Tarian ini dibawakan secara berkelompok dengan jumlah penari bervariasi. Saat memasuki panggung, para penari membawa topeng asli buatan Cisalak, yang kemudian dikenakan begitu tarian akan dimulai. Topengnya berwarna putih polos tanpa ada guratan selain mata yang dibuat dalam keadaan setengah terbuka, hidung, dan mulut. Tampilan topeng tanpa ada guratan atau polesan warna lain seolah mencerminkan usia muda yang energik. Setelah berlenggak-lenggok dengan tempo yang bervariatif, di sepertiga bagian terakhir tarian, para penari berjajar membelakangi penonton untuk melepas topeng dan menyiapkan kipas besar di kedua tangan. Busana yang dikenakan penari berupa kebaya dan celana panjang.

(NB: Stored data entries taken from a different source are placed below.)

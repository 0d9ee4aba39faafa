use std::{sync::Arc, time::Instant};

use anyhow::Context;
use glam::Vec2;
use imgui::{FontConfig, FontSource};
use imgui_winit_support::WinitPlatform;
use winit::{
    application::ApplicationHandler,
    event::{ElementState, Event, MouseButton, MouseScrollDelta, WindowEvent},
    event_loop::{ActiveEventLoop, EventLoop},
    keyboard::{Key, NamedKey},
    window::{Window, WindowId},
};

use crate::{
    chrome,
    config::EditorConfig,
    input::{EditorKey, InputDispatcher, InputEvent, KeyModifiers, PointerButton},
    menu::{self, MenuEntry},
    picking::ViewportRect,
    rendering::renderer::Renderer,
    viewport::ViewportContext,
};

struct ImguiState {
    context: imgui::Context,
    platform: WinitPlatform,
}

struct App {
    config: EditorConfig,
    menu: Vec<MenuEntry>,
    renderer: Option<Renderer>,
    viewport: Option<ViewportContext>,
    dispatcher: InputDispatcher,
    imgui: Option<ImguiState>,
    cursor: Vec2,
    modifiers: KeyModifiers,
    handle_resizes: bool,
    last_frame: Instant,
    startup_error: Option<anyhow::Error>,
}

impl App {
    fn new(config: EditorConfig, menu: Vec<MenuEntry>) -> Self {
        Self {
            config,
            menu,
            renderer: None,
            viewport: None,
            dispatcher: InputDispatcher::new(ViewportRect::from_size(0, 0)),
            imgui: None,
            cursor: Vec2::ZERO,
            modifiers: KeyModifiers::default(),
            handle_resizes: false,
            last_frame: Instant::now(),
            startup_error: None,
        }
    }

    fn setup_imgui(&mut self, window: &Window) {
        let mut context = imgui::Context::create();
        let mut platform = WinitPlatform::new(&mut context);
        platform.attach_window(
            context.io_mut(),
            window,
            imgui_winit_support::HiDpiMode::Default,
        );

        let font_size = 14.0;
        context.fonts().add_font(&[FontSource::DefaultFontData {
            config: Some(FontConfig {
                oversample_h: 1,
                pixel_snap_h: true,
                size_pixels: font_size,
                ..Default::default()
            }),
        }]);

        // Disable INI support because it's broken in the published version of imgui
        context.set_ini_filename(None);

        self.imgui = Some(ImguiState { context, platform });
    }

    fn start(&mut self, event_loop: &ActiveEventLoop) -> anyhow::Result<()> {
        let window_attributes = Window::default_attributes().with_title("Scene Editor");
        let window = Arc::new(
            event_loop
                .create_window(window_attributes)
                .context("Failed to create window")?,
        );
        self.setup_imgui(&window);
        let imgui = self.imgui.as_mut().context("Imgui was not initialized")?;

        let mut renderer = pollster::block_on(Renderer::new(
            window.clone(),
            &self.config,
            &mut imgui.context,
        ))
        .context("Failed to initialize renderer")?;

        let mut viewport = ViewportContext::new(self.config.clone(), &mut renderer.resources);
        let size = window.inner_size();
        self.dispatcher.dispatch(
            InputEvent::Resize {
                width: size.width,
                height: size.height,
            },
            &mut viewport,
            &mut renderer.resources,
        );

        window.request_redraw();
        self.renderer = Some(renderer);
        self.viewport = Some(viewport);
        self.handle_resizes = true;
        Ok(())
    }

    fn dispatch(&mut self, event: InputEvent) {
        if let (Some(renderer), Some(viewport)) = (self.renderer.as_mut(), self.viewport.as_mut()) {
            self.dispatcher
                .dispatch(event, viewport, &mut renderer.resources);
        }
    }

    fn frame(&mut self, event_loop: &ActiveEventLoop) {
        let (Some(renderer), Some(imgui), Some(viewport)) = (
            self.renderer.as_mut(),
            self.imgui.as_mut(),
            self.viewport.as_mut(),
        ) else {
            return;
        };

        let now = Instant::now();
        imgui
            .context
            .io_mut()
            .update_delta_time(now - self.last_frame);
        self.last_frame = now;

        if let Err(e) = imgui
            .platform
            .prepare_frame(imgui.context.io_mut(), &renderer.window)
        {
            log::error!("Failed to prepare Imgui frame: {e}");
            return;
        }

        let ui = imgui.context.new_frame();
        let actions = chrome::draw(ui, viewport, &self.menu);
        imgui.platform.prepare_render(ui, &renderer.window);
        let draw_data = imgui.context.render();

        for action in actions {
            chrome::apply(action, viewport, &mut renderer.resources);
        }

        match renderer.render(viewport, draw_data) {
            Ok(()) => {}
            Err(wgpu::SurfaceError::Lost | wgpu::SurfaceError::Outdated) => {
                renderer.resize(renderer.size);
            }
            Err(wgpu::SurfaceError::OutOfMemory) => {
                log::error!("Out of memory");
                event_loop.exit();
            }
            Err(wgpu::SurfaceError::Timeout) => {
                log::warn!("Timeout");
            }
            Err(other) => {
                log::error!("Unexpected error: {:?}", other);
            }
        }

        renderer.window.request_redraw();
    }

    /// Shutdown order: surface, resize handling, scene resources, device.
    fn teardown(&mut self) {
        let Some(mut renderer) = self.renderer.take() else {
            return;
        };

        renderer.detach_surface();
        self.handle_resizes = false;
        if let Some(viewport) = self.viewport.as_mut() {
            viewport.release(&mut renderer.resources);
        }
        renderer.dispose();

        log::info!("Viewport shut down");
    }

    fn wants_mouse(&self) -> bool {
        self.imgui
            .as_ref()
            .is_some_and(|imgui| imgui.context.io().want_capture_mouse)
    }

    fn wants_keyboard(&self) -> bool {
        self.imgui
            .as_ref()
            .is_some_and(|imgui| imgui.context.io().want_capture_keyboard)
    }
}

fn pointer_button(button: MouseButton) -> PointerButton {
    match button {
        MouseButton::Left => PointerButton::Primary,
        MouseButton::Right => PointerButton::Secondary,
        _ => PointerButton::Other,
    }
}

fn editor_key(key: &Key) -> Option<EditorKey> {
    match key {
        Key::Named(NamedKey::Delete) => Some(EditorKey::Delete),
        Key::Named(NamedKey::ArrowUp) => Some(EditorKey::ArrowUp),
        Key::Named(NamedKey::ArrowDown) => Some(EditorKey::ArrowDown),
        Key::Named(NamedKey::ArrowLeft) => Some(EditorKey::ArrowLeft),
        Key::Named(NamedKey::ArrowRight) => Some(EditorKey::ArrowRight),
        Key::Character(text) => text
            .chars()
            .next()
            .map(|c| EditorKey::Character(c.to_ascii_lowercase())),
        _ => None,
    }
}

impl ApplicationHandler for App {
    fn resumed(&mut self, event_loop: &ActiveEventLoop) {
        if self.renderer.is_some() || self.startup_error.is_some() {
            return;
        }

        if let Err(e) = self.start(event_loop) {
            log::error!("{e:#}");
            self.startup_error = Some(e);
            event_loop.exit();
        }
    }

    fn window_event(&mut self, event_loop: &ActiveEventLoop, window_id: WindowId, event: WindowEvent) {
        if let (Some(imgui), Some(renderer)) = (self.imgui.as_mut(), self.renderer.as_ref()) {
            imgui.platform.handle_event::<()>(
                imgui.context.io_mut(),
                &renderer.window,
                &Event::WindowEvent {
                    window_id,
                    event: event.clone(),
                },
            );
        }

        match event {
            WindowEvent::CloseRequested => {
                self.teardown();
                event_loop.exit();
            }
            WindowEvent::Resized(new_size) => {
                if !self.handle_resizes {
                    return;
                }
                if let Some(renderer) = self.renderer.as_mut() {
                    renderer.resize(new_size);
                }
                self.dispatch(InputEvent::Resize {
                    width: new_size.width,
                    height: new_size.height,
                });
            }
            WindowEvent::RedrawRequested => self.frame(event_loop),
            WindowEvent::ModifiersChanged(modifiers) => {
                let state = modifiers.state();
                self.modifiers = KeyModifiers {
                    shift: state.shift_key(),
                    control: state.control_key(),
                };
            }
            WindowEvent::CursorMoved { position, .. } => {
                self.cursor = Vec2::new(position.x as f32, position.y as f32);
                if !self.wants_mouse() {
                    self.dispatch(InputEvent::PointerMove {
                        position: self.cursor,
                    });
                }
            }
            WindowEvent::MouseInput { state, button, .. } => {
                let button = pointer_button(button);
                match state {
                    ElementState::Pressed if !self.wants_mouse() => {
                        self.dispatch(InputEvent::PointerDown {
                            button,
                            position: self.cursor,
                        });
                    }
                    // Releases always reach the viewport so a drag never gets stuck.
                    ElementState::Released => self.dispatch(InputEvent::PointerUp { button }),
                    _ => {}
                }
            }
            WindowEvent::MouseWheel { delta, .. } => {
                let delta_y = match delta {
                    MouseScrollDelta::LineDelta(_, y) => -y,
                    MouseScrollDelta::PixelDelta(position) => -position.y as f32,
                };
                if !self.wants_mouse() {
                    self.dispatch(InputEvent::Wheel { delta_y });
                }
            }
            WindowEvent::KeyboardInput { event, .. } => {
                if event.state != ElementState::Pressed || self.wants_keyboard() {
                    return;
                }
                if let Some(key) = editor_key(&event.logical_key) {
                    let modifiers = self.modifiers;
                    self.dispatch(InputEvent::Key { key, modifiers });
                }
            }
            _ => (),
        }
    }
}

pub async fn run() -> anyhow::Result<()> {
    let event_loop = EventLoop::new().context("Failed to create event loop")?;
    let mut app = App::new(EditorConfig::from_env(), menu::default_menu());
    event_loop.run_app(&mut app)?;

    match app.startup_error.take() {
        Some(e) => Err(e),
        None => Ok(()),
    }
}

Toka-toka yang diikatkan di leher berlapis dua, bagian bawah berbentuk lingkaran, sedangkan lapisan atasnya persis di bagian tengah berbentuk persegi yang memanjang hingga ke bagian perut. Ampreng tumpuk yang memanjang hingga di bawah lutut dikenakan di pinggang untuk menutup bagian perut. Andong untuk menutupi panggul dan tubuh bagian belakang juga memanjang hingga bawah lutut. Selendang disangkutkan di ikat pinggang sebagai aksesoris busana. Rambut dikonde cepol. Bagian kepala mengenakan hiasan semacam “kembang topeng” dengan bentuk yang memperlihatkan begitu kuatnya pengaruh budaya Tionghoa dalam tarian Topeng.